* Problem to solve:
From the data below, repeat exactly the lines from the line with "any money moves." to the line with "the attempted action.", both included.

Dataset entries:
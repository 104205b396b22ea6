//! In-memory implementation of `SequenceCounter`.
//!
//! All counters live in one `HashMap` behind a `Mutex`; the read, the
//! increment, and the write-back happen under a single lock acquisition,
//! which is what makes `next` an atomic increment-and-fetch. Two concurrent
//! callers for the same `(scope, period)` key always receive different,
//! consecutive values.

use std::collections::HashMap;
use std::sync::{Mutex, MutexGuard};

use tracing::debug;

use kassa_contracts::{
    counter::CounterScope,
    error::{KassaError, KassaResult},
};
use kassa_core::traits::SequenceCounter;

type CounterKey = (CounterScope, i32);

/// Thread-safe in-memory counter store.
///
/// A key is created on first use with value 0, so the first value `next`
/// returns is 1. Values never decrease and keys are never removed.
#[derive(Default)]
pub struct InMemoryCounterStore {
    values: Mutex<HashMap<CounterKey, u64>>,
}

impl InMemoryCounterStore {
    pub fn new() -> Self {
        Self::default()
    }

    fn lock(&self) -> KassaResult<MutexGuard<'_, HashMap<CounterKey, u64>>> {
        self.values.lock().map_err(|e| KassaError::PersistenceError {
            reason: format!("counter store lock poisoned: {}", e),
        })
    }
}

impl SequenceCounter for InMemoryCounterStore {
    fn next(&self, scope: CounterScope, period: i32) -> KassaResult<u64> {
        let mut values = self.lock()?;
        let value = values.entry((scope, period)).or_insert(0);
        *value += 1;
        debug!(scope = %scope, period, value = *value, "sequence number issued");
        Ok(*value)
    }

    fn current(&self, scope: CounterScope, period: i32) -> KassaResult<u64> {
        let values = self.lock()?;
        Ok(values.get(&(scope, period)).copied().unwrap_or(0))
    }
}
//! Simulated external collaborators for the reference POS rig.
//!
//! No external systems are contacted. `MockPaymentProvider` stands in for
//! the card terminal backend, `MockTse` for the certified fiscalization
//! device. Both are cheaply cloneable handles over shared state so a
//! scenario can keep one handle while the ledger owns another.

use std::collections::HashMap;
use std::sync::atomic::{AtomicBool, Ordering};
use std::sync::{Arc, Mutex};

use kassa_contracts::{
    error::{KassaError, KassaResult},
    transaction::{ActorId, Transaction},
};
use kassa_core::{
    provider::ProviderStatus,
    traits::{Fiscalizer, PaymentProvider},
};

// ── Payment provider ──────────────────────────────────────────────────────────

/// A payment provider that answers from a scripted status table.
///
/// Unknown provider transaction ids produce `ProviderError`, the same way
/// a real backend rejects a lookup for a payment it never saw.
#[derive(Clone, Default)]
pub struct MockPaymentProvider {
    responses: Arc<Mutex<HashMap<String, ProviderStatus>>>,
}

impl MockPaymentProvider {
    pub fn new() -> Self {
        Self::default()
    }

    /// Script the status the provider reports for a payment attempt.
    pub fn script(&self, provider_tx_id: &str, status: ProviderStatus) {
        self.responses
            .lock()
            .expect("mock provider lock poisoned")
            .insert(provider_tx_id.to_string(), status);
    }
}

impl PaymentProvider for MockPaymentProvider {
    fn payment_status(&self, provider_tx_id: &str) -> KassaResult<ProviderStatus> {
        self.responses
            .lock()
            .expect("mock provider lock poisoned")
            .get(provider_tx_id)
            .copied()
            .ok_or_else(|| KassaError::ProviderError {
                reason: format!("unknown payment '{}'", provider_tx_id),
            })
    }
}

// ── TSE device ────────────────────────────────────────────────────────────────

/// A fiscalization device with a switchable failure mode and a call log.
#[derive(Clone, Default)]
pub struct MockTse {
    fail_finish: Arc<AtomicBool>,
    calls: Arc<Mutex<Vec<String>>>,
}

impl MockTse {
    pub fn new() -> Self {
        Self::default()
    }

    /// Make subsequent `finish` calls fail, simulating an offline device.
    pub fn set_offline(&self, offline: bool) {
        self.fail_finish.store(offline, Ordering::SeqCst);
    }

    /// The device calls made so far, e.g. `"start <id>"`, `"finish <id>"`.
    pub fn calls(&self) -> Vec<String> {
        self.calls.lock().expect("mock TSE lock poisoned").clone()
    }

    fn record(&self, call: String) {
        self.calls.lock().expect("mock TSE lock poisoned").push(call);
    }
}

impl Fiscalizer for MockTse {
    fn start(&self, tx: &Transaction, _actor: &ActorId) -> KassaResult<()> {
        self.record(format!("start {}", tx.id));
        Ok(())
    }

    fn finish(&self, tx: &Transaction, _actor: &ActorId) -> KassaResult<()> {
        self.record(format!("finish {}", tx.id));
        if self.fail_finish.load(Ordering::SeqCst) {
            return Err(KassaError::FiscalizationFailed {
                reason: "TSE device offline".to_string(),
            });
        }
        Ok(())
    }
}
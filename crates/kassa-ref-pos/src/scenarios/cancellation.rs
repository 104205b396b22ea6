//! Scenario 2: Cancellation before payment.
//!
//! A sale is priced, re-priced, and cancelled before any money moves.
//! Afterwards a refund attempt is rejected — cancelled is terminal — and
//! the rejection names both the current status and the attempted action.

use kassa_contracts::{error::KassaResult, transaction::ActorId};
use kassa_core::traits::AuditSink;

use crate::rig::PosRig;

use super::print_trail;

pub fn run_scenario() -> KassaResult<()> {
    println!("=== Scenario 2: Cancellation Before Payment ===");
    println!();

    let rig = PosRig::new();
    let cashier = ActorId::new("cashier-ben");

    let tx = rig.ledger.create_transaction_default(&cashier, 12000)?;
    println!("  Created transaction {} for 120.00 {}", tx.id, tx.currency);

    rig.ledger.update_price(&cashier, &tx.id, 10500)?;
    println!("  Price corrected to 105.00 EUR");

    let cancelled = rig.ledger.cancel(&cashier, &tx.id)?;
    println!("  Cancelled → status {}", cancelled.status);

    match rig.ledger.refund(&cashier, &tx.id, 10500) {
        Err(err) => println!("  Refund attempt rejected: {}", err),
        Ok(_) => println!("  UNEXPECTED: refund of a cancelled transaction succeeded"),
    }

    println!();
    print_trail(&rig.audit.read_all()?);

    let verification = rig.audit.verify()?;
    println!();
    println!(
        "  Chain verification: {}",
        if verification.ok { "OK" } else { "BROKEN" }
    );
    println!();

    verification.ensure_ok()?;
    Ok(())
}
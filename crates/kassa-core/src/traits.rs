//! Trait seams of the kassa ledger.
//!
//! These five traits define the complete boundary between the ledger's
//! state machine and the outside world:
//!
//! - `TransactionStore`  — durable transaction documents, optimistic writes
//! - `AuditSink`         — append-only hash-chained audit trail
//! - `SequenceCounter`   — duplicate-free receipt/invoice numbering
//! - `PaymentProvider`   — untrusted external payment status signal
//! - `Fiscalizer`        — the TSE device (opaque external collaborator)
//!
//! The `Ledger` wires them together; every state-changing operation runs as
//! validate → mutate → number → append, and only reports success once the
//! audit entry is durable.

use kassa_contracts::{
    audit::{AuditEntry, AuditRecord, ChainVerification},
    counter::CounterScope,
    error::KassaResult,
    transaction::{ActorId, Transaction, TransactionId},
};

use crate::provider::ProviderStatus;

/// Durable storage for transaction documents.
///
/// Updates are optimistic: `update` succeeds only when the caller's
/// `version` matches the stored one, and bumps it on success. There is no
/// general delete — `discard` exists solely to roll back a freshly inserted
/// transaction whose CREATE_TX audit entry could not be appended.
pub trait TransactionStore: Send + Sync {
    /// Persist a new transaction. Fails if the id already exists.
    fn insert(&self, tx: &Transaction) -> KassaResult<()>;

    /// Fetch a transaction by id, or `NotFound`.
    fn get(&self, id: &TransactionId) -> KassaResult<Transaction>;

    /// Conditionally replace the stored document.
    ///
    /// Precondition: `tx.version` equals the stored version. On success the
    /// stored copy (with `version + 1` and a fresh `updated_at`) is
    /// returned; on mismatch the call fails with `ConcurrencyConflict` and
    /// nothing changes.
    fn update(&self, tx: &Transaction) -> KassaResult<Transaction>;

    /// Remove a transaction that was inserted but never audited.
    ///
    /// Compensating rollback only: once a transaction's CREATE_TX entry is
    /// durable the ledger never calls this.
    fn discard(&self, id: &TransactionId) -> KassaResult<()>;
}

/// The append-only, hash-chained audit trail.
///
/// The trait surface deliberately has no update or delete — append-only is
/// a structural property of the seam, not a convention. Implementations
/// must serialize appends so that two concurrent calls never observe the
/// same chain tail.
pub trait AuditSink: Send + Sync {
    /// Append one record to the chain.
    ///
    /// Assigns id, timestamp, sequence, `prev_hash` (the current tail) and
    /// `this_hash`, and persists the entry atomically. Returns the sealed
    /// entry.
    fn append(&self, record: &AuditRecord) -> KassaResult<AuditEntry>;

    /// All entries in chain order (sequence 0 first).
    fn read_all(&self) -> KassaResult<Vec<AuditEntry>>;

    /// Recompute every hash and check linkage over the full chain.
    fn verify(&self) -> KassaResult<ChainVerification>;
}

/// Scoped, period-keyed monotone counters for fiscal document numbers.
///
/// For a given `(scope, period)` key, two concurrent `next` calls never
/// return the same value. The first call for an unseen key returns 1.
pub trait SequenceCounter: Send + Sync {
    /// Atomically increment and return the counter value.
    fn next(&self, scope: CounterScope, period: i32) -> KassaResult<u64>;

    /// Current value without incrementing; 0 for an unseen key.
    fn current(&self, scope: CounterScope, period: i32) -> KassaResult<u64>;
}

/// External payment provider status lookup.
///
/// The returned status is an untrusted signal: the ledger validates it
/// against the transaction's current state before driving any transition.
pub trait PaymentProvider: Send + Sync {
    fn payment_status(&self, provider_tx_id: &str) -> KassaResult<ProviderStatus>;
}

/// The fiscalization (TSE) device.
///
/// Treated as an opaque collaborator. A `finish` failure after a confirmed
/// payment never reverts the payment — the transaction is flagged for
/// manual retry instead.
pub trait Fiscalizer: Send + Sync {
    /// Open a fiscal transaction on the device.
    fn start(&self, tx: &Transaction, actor: &ActorId) -> KassaResult<()>;

    /// Close the fiscal transaction after payment.
    fn finish(&self, tx: &Transaction, actor: &ActorId) -> KassaResult<()>;
}
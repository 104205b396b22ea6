//! # kassa-ref-pos
//!
//! Reference POS wiring for the kassa ledger: mock collaborators, a fully
//! wired `PosRig`, and the runnable demo scenarios. The end-to-end tests
//! here exercise the real audit chain and counters together with the
//! ledger, where the per-crate tests use in-module mocks.

pub mod mocks;
pub mod rig;
pub mod scenarios;

pub use mocks::{MockPaymentProvider, MockTse};
pub use rig::PosRig;

// ── End-to-end tests ──────────────────────────────────────────────────────────

#[cfg(test)]
mod tests {
    use serde_json::json;

    use kassa_audit::verify_chain;
    use kassa_contracts::{
        audit::AuditAction,
        error::KassaError,
        transaction::{ActorId, TransactionStatus},
    };
    use kassa_core::{provider::ProviderStatus, traits::AuditSink};

    use super::PosRig;

    fn cashier() -> ActorId {
        ActorId::new("cashier-anna")
    }

    /// The canonical sale: create → request payment → confirm → receipt.
    /// Exactly four chained entries, receipt number 1, final status paid.
    #[test]
    fn checkout_produces_four_chained_entries() {
        let rig = PosRig::new();
        let a = cashier();

        let tx = rig.ledger.create_transaction(&a, 1000, "EUR").unwrap();
        rig.ledger.request_payment(&a, &tx.id, "sumup", "prov-1").unwrap();
        rig.ledger.confirm_paid(&a, &tx.id).unwrap();
        let stamped = rig.ledger.issue_receipt(&a, &tx.id).unwrap();

        assert_eq!(stamped.status, TransactionStatus::Paid);
        assert_eq!(stamped.receipt_no, Some(1));

        let entries = rig.audit.read_all().unwrap();
        let actions: Vec<AuditAction> = entries.iter().map(|e| e.action).collect();
        assert_eq!(
            actions,
            vec![
                AuditAction::CreateTx,
                AuditAction::PaymentStatusUpdate,
                AuditAction::PaymentMarkPaid,
                AuditAction::IssueReceipt,
            ]
        );

        // Real chain: linked and verifiable.
        for i in 1..entries.len() {
            assert_eq!(entries[i].prev_hash, entries[i - 1].this_hash);
        }
        assert!(rig.audit.verify().unwrap().ok);
    }

    #[test]
    fn cancelled_transaction_cannot_be_refunded() {
        let rig = PosRig::new();
        let a = cashier();

        let tx = rig.ledger.create_transaction(&a, 1000, "EUR").unwrap();
        rig.ledger.cancel(&a, &tx.id).unwrap();

        let actions: Vec<AuditAction> =
            rig.audit.read_all().unwrap().iter().map(|e| e.action).collect();
        assert_eq!(actions, vec![AuditAction::CreateTx, AuditAction::Cancel]);

        match rig.ledger.refund(&a, &tx.id, 1000) {
            Err(KassaError::InvalidTransition { from, action }) => {
                assert_eq!(from, TransactionStatus::Cancelled);
                assert_eq!(action, "refund");
            }
            other => panic!("expected InvalidTransition, got {:?}", other),
        }
    }

    #[test]
    fn refunded_transaction_cannot_be_stornoed() {
        let rig = PosRig::new();
        let a = cashier();

        let tx = rig.ledger.create_transaction(&a, 1000, "EUR").unwrap();
        rig.ledger.request_payment(&a, &tx.id, "sumup", "prov-1").unwrap();
        rig.ledger.confirm_paid(&a, &tx.id).unwrap();
        let refunded = rig.ledger.refund(&a, &tx.id, 1000).unwrap();

        assert_eq!(refunded.status, TransactionStatus::Refunded);
        assert_eq!(
            rig.audit.read_all().unwrap().last().unwrap().action,
            AuditAction::Refund
        );

        assert!(matches!(
            rig.ledger.storno(&a, &tx.id),
            Err(KassaError::InvalidTransition { .. })
        ));
    }

    #[test]
    fn provider_driven_checkout_matches_manual_confirm() {
        let rig = PosRig::new();
        let a = cashier();

        let tx = rig.ledger.create_transaction(&a, 1000, "EUR").unwrap();
        rig.provider.script("card-7", ProviderStatus::Approved);
        rig.ledger.request_payment(&a, &tx.id, "sumup", "card-7").unwrap();

        let paid = rig.ledger.sync_payment_status(&a, &tx.id).unwrap();
        assert_eq!(paid.status, TransactionStatus::Paid);
        assert!(rig.audit.verify().unwrap().ok);
    }

    #[test]
    fn tse_outage_flags_and_manual_finish_clears() {
        let rig = PosRig::new();
        let a = cashier();

        let tx = rig.ledger.create_transaction(&a, 1000, "EUR").unwrap();
        rig.ledger.request_payment(&a, &tx.id, "sumup", "prov-1").unwrap();

        rig.tse.set_offline(true);
        let paid = rig.ledger.confirm_paid(&a, &tx.id).unwrap();
        assert_eq!(paid.status, TransactionStatus::Paid);
        assert!(paid.fiscal_sync_pending);

        rig.tse.set_offline(false);
        let synced = rig.ledger.tse_finish(&a, &tx.id).unwrap();
        assert!(!synced.fiscal_sync_pending);

        assert_eq!(
            rig.audit.read_all().unwrap().last().unwrap().action,
            AuditAction::TseFinish
        );
        assert!(rig.audit.verify().unwrap().ok);
        // Two finish calls: the failed implicit one and the manual retry.
        let finishes = rig.tse.calls().iter().filter(|c| c.starts_with("finish")).count();
        assert_eq!(finishes, 2);
    }

    #[test]
    fn tampered_copy_is_pinpointed_real_chain_stays_valid() {
        let rig = PosRig::new();
        let a = cashier();

        let tx = rig.ledger.create_transaction(&a, 1000, "EUR").unwrap();
        rig.ledger.update_price(&a, &tx.id, 1100).unwrap();
        rig.ledger.cancel(&a, &tx.id).unwrap();

        let mut tampered = rig.audit.read_all().unwrap();
        tampered[1].payload = json!({ "old_price_cents": 1000, "new_price_cents": 1 });

        let verification = verify_chain(&tampered).unwrap();
        assert!(!verification.ok);
        assert_eq!(verification.broken_at, Some(1));

        assert!(rig.audit.verify().unwrap().ok);
    }

    #[test]
    fn audit_entries_cannot_be_mutated_in_place() {
        let rig = PosRig::new();
        let a = cashier();

        let tx = rig.ledger.create_transaction(&a, 1000, "EUR").unwrap();
        rig.ledger.cancel(&a, &tx.id).unwrap();

        let entries = rig.audit.read_all().unwrap();
        for entry in &entries {
            assert!(matches!(
                rig.audit.try_update(&entry.id, json!({})),
                Err(KassaError::ImmutabilityViolation { .. })
            ));
            assert!(matches!(
                rig.audit.try_delete(&entry.id),
                Err(KassaError::ImmutabilityViolation { .. })
            ));
        }

        // Nothing changed.
        assert_eq!(rig.audit.read_all().unwrap().len(), entries.len());
        assert!(rig.audit.verify().unwrap().ok);
    }

    #[test]
    fn scenarios_run_clean() {
        super::scenarios::checkout::run_scenario().unwrap();
        super::scenarios::cancellation::run_scenario().unwrap();
        super::scenarios::refund::run_scenario().unwrap();
        super::scenarios::integrity::run_scenario().unwrap();
    }
}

* Expected answer:
//! A sale is priced, re-priced, and cancelled before any money moves.
//! Afterwards a refund attempt is rejected — cancelled is terminal — and
//! the rejection names both the current status and the attempted action.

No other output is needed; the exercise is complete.